Güvenlik ve Beka Kaygısı;
Bölgesel yapıların güçlenmesi, dış güçlerin ve etnik milliyetçiliğin istismarına açık kapı bırakabilir.
Devletin güvenlik bürokrasisi bu yüzden federatif yapıya hep soğuk bakmıştır.
Sosyolojik Doku;
Türkiye’de etnik kimlikler bir realite olsa da, bu kimliklerin büyük kısmı Cumhuriyet’in “birlik” anlayışı içinde yaşamayı benimsemiştir.
Geniş halk kesimlerinin çoğu, ayrışmadan değil; eşitlikten, adaletten ve refahtan yanadır.
Fırsatlar ve Riskler
Fırsatlar;
Yerel yönetimlerin güçlenmesi, halkın kendi yöneticisini seçebilmesi, kültürel çeşitliliğin özgürce yaşanabilmesi.
Riskler;
Etnik temelli ayrışmaların artması, merkezî otoritenin zayıflaması, dış müdahalelere açık hale gelme.
Osmanlı’dan Ders;
Birlik, Etnik Özerklikle Değil, Adaletle Sağlanır
Osmanlı’da Kürt beylikleri vardı ama İstanbul’a sadıktı.

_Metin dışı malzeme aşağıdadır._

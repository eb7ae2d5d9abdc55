//! Messages exchanged between participants, and their binary encoding.
//!
//! ## Event codes
//!
//! | Code | Message            | Delivery   |
//! |------|--------------------|------------|
//! | 1    | `PlayCards`        | reliable   |
//! | 2    | `TurnResult`       | reliable   |
//! | 3    | `RequestFullState` | reliable   |
//! | 4    | `FullState`        | reliable   |
//! | 5    | `EndGame`          | reliable   |
//! | 99   | `TimerTick`        | unreliable |
//!
//! Messages are encoded with bincode. Decoding checks the version carried by
//! snapshot payloads.

use serde::{Deserialize, Serialize};

use super::snapshot::{FullStateSnapshot, TurnResultSnapshot, SNAPSHOT_VERSION};
use crate::cards::CardId;
use crate::core::{DuelError, DuelResult, ParticipantId};
use crate::rules::FinalScores;

/// Delivery guarantee requested from the transport.
#[derive(Clone, Copy, Debug, PartialEq, Eq, Hash, Serialize, Deserialize)]
pub enum Delivery {
    /// Must arrive, in order.
    Reliable,
    /// May be dropped.
    Unreliable,
}

/// Who a message is addressed to.
#[derive(Clone, Copy, Debug, PartialEq, Eq, Hash, Serialize, Deserialize)]
pub enum Recipients {
    /// Every participant, sender included.
    All,
    /// Every participant except the sender.
    Others,
    /// Only the authority.
    Authority,
    /// A single participant.
    Participant(ParticipantId),
}

/// A message exchanged during a match.
#[derive(Clone, Debug, PartialEq, Eq, Serialize, Deserialize)]
pub enum Message {
    /// A participant's chosen cards for the current turn.
    PlayCards {
        /// Submitting participant.
        participant: ParticipantId,
        /// Chosen cards, in selection order.
        cards: Vec<CardId>,
    },
    /// Outcome of a resolved turn.
    TurnResult(TurnResultSnapshot),
    /// A reconnecting participant asks for the full state.
    RequestFullState {
        /// Participant that wants the state.
        requester: ParticipantId,
    },
    /// Answer to `RequestFullState`.
    FullState {
        /// Participant the snapshot is meant for.
        target: ParticipantId,
        /// The state.
        snapshot: FullStateSnapshot,
    },
    /// Final scores, sent once after the last turn.
    EndGame(FinalScores),
    /// Seconds left in the current turn, for display.
    TimerTick {
        /// Seconds remaining.
        remaining: u32,
    },
}

impl Message {
    /// Numeric event code.
    #[must_use]
    pub fn event_code(&self) -> u8 {
        match self {
            Message::PlayCards { .. } => 1,
            Message::TurnResult(_) => 2,
            Message::RequestFullState { .. } => 3,
            Message::FullState { .. } => 4,
            Message::EndGame(_) => 5,
            Message::TimerTick { .. } => 99,
        }
    }

    /// Delivery guarantee this message needs.
    #[must_use]
    pub fn delivery(&self) -> Delivery {
        match self {
            Message::TimerTick { .. } => Delivery::Unreliable,
            _ => Delivery::Reliable,
        }
    }

    /// Snapshot version carried by the payload, if any.
    #[must_use]
    pub fn snapshot_version(&self) -> Option<u16> {
        match self {
            Message::TurnResult(snapshot) => Some(snapshot.version),
            Message::FullState { snapshot, .. } => Some(snapshot.version),
            _ => None,
        }
    }

    /// Encode to bytes.
    pub fn encode(&self) -> DuelResult<Vec<u8>> {
        Ok(bincode::serialize(self)?)
    }

    /// Decode from bytes, rejecting snapshots of another version.
    pub fn decode(bytes: &[u8]) -> DuelResult<Self> {
        let message: Message = bincode::deserialize(bytes)?;
        match message.snapshot_version() {
            Some(got) if got != SNAPSHOT_VERSION => Err(DuelError::UnsupportedVersion {
                expected: SNAPSHOT_VERSION,
                got,
            }),
            _ => Ok(message),
        }
    }
}

/// A message with its addressing, as handed to a transport.
#[derive(Clone, Debug, PartialEq, Eq, Serialize, Deserialize)]
pub struct Envelope {
    /// Sending participant.
    pub sender: ParticipantId,
    /// Addressees.
    pub recipients: Recipients,
    /// Delivery guarantee.
    pub delivery: Delivery,
    /// Payload.
    pub message: Message,
}

impl Envelope {
    /// Address a message; delivery follows the message kind.
    #[must_use]
    pub fn new(sender: ParticipantId, recipients: Recipients, message: Message) -> Self {
        Self {
            sender,
            recipients,
            delivery: message.delivery(),
            message,
        }
    }

    /// Check whether `participant` should receive this envelope.
    ///
    /// `authority` is the current authority's id.
    #[must_use]
    pub fn is_addressed_to(&self, participant: ParticipantId, authority: ParticipantId) -> bool {
        match self.recipients {
            Recipients::All => true,
            Recipients::Others => participant != self.sender,
            Recipients::Authority => participant == authority,
            Recipients::Participant(id) => participant == id,
        }
    }
}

Arap vilayetleri özerkti ama “halife”ye itaat ederdi.
Devşirmeler saraya girerdi ama sadrazam oluncaya dek sadakat sınavından geçerdi.
Yani kimseye etnik kimliği nedeniyle ayrıcalık değil, liyakat ve sadakat üzerinden hak tanınırdı.
Bugün Türkiye'nin ihtiyacı, “Birleşik Devletler” kurmak değil; adaletli, eşit, çoğulcu ama güçlü bir merkezi yapı inşa etmektir.
Yerinden yönetimi güçlendirmek, Kürt vatandaşlarımızın dile dayalı, kültürel haklarını güvenceye almak, Alevi yurttaşlarımızı eşit yurttaşlık temelinde kucaklamak mümkündür; hem de üniter yapı bozulmadan.
Yeni Osmanlı mı, Yeni Türkiye mi?
“Türkiye Birleşik Devletleri” fikri, kulağa bir çözüm gibi gelse de, mevcut şartlar ve sosyolojik yapı bunu kaldıracak olgunlukta değildir.
Ancak bu tartışma, Türkiye’nin hâlâ daha adil, daha kapsayıcı ve daha demokratik bir yönetime ihtiyaç duyduğunu göstermektedir.
Belki bir federasyon değil ama "adil merkezîyetçilik" bu topraklar için yeni bir model olabilir.
Çünkü bu ülkeyi Türk, Kürt, Arap, devşirme değil; birlikte adaletle yaşayan insanlar yaşatacaktır.
Selam ve Dua İle
Ne Zaman İnsan Oluruz
"Adalet temelli devlet aklı oluşturduğumuzda "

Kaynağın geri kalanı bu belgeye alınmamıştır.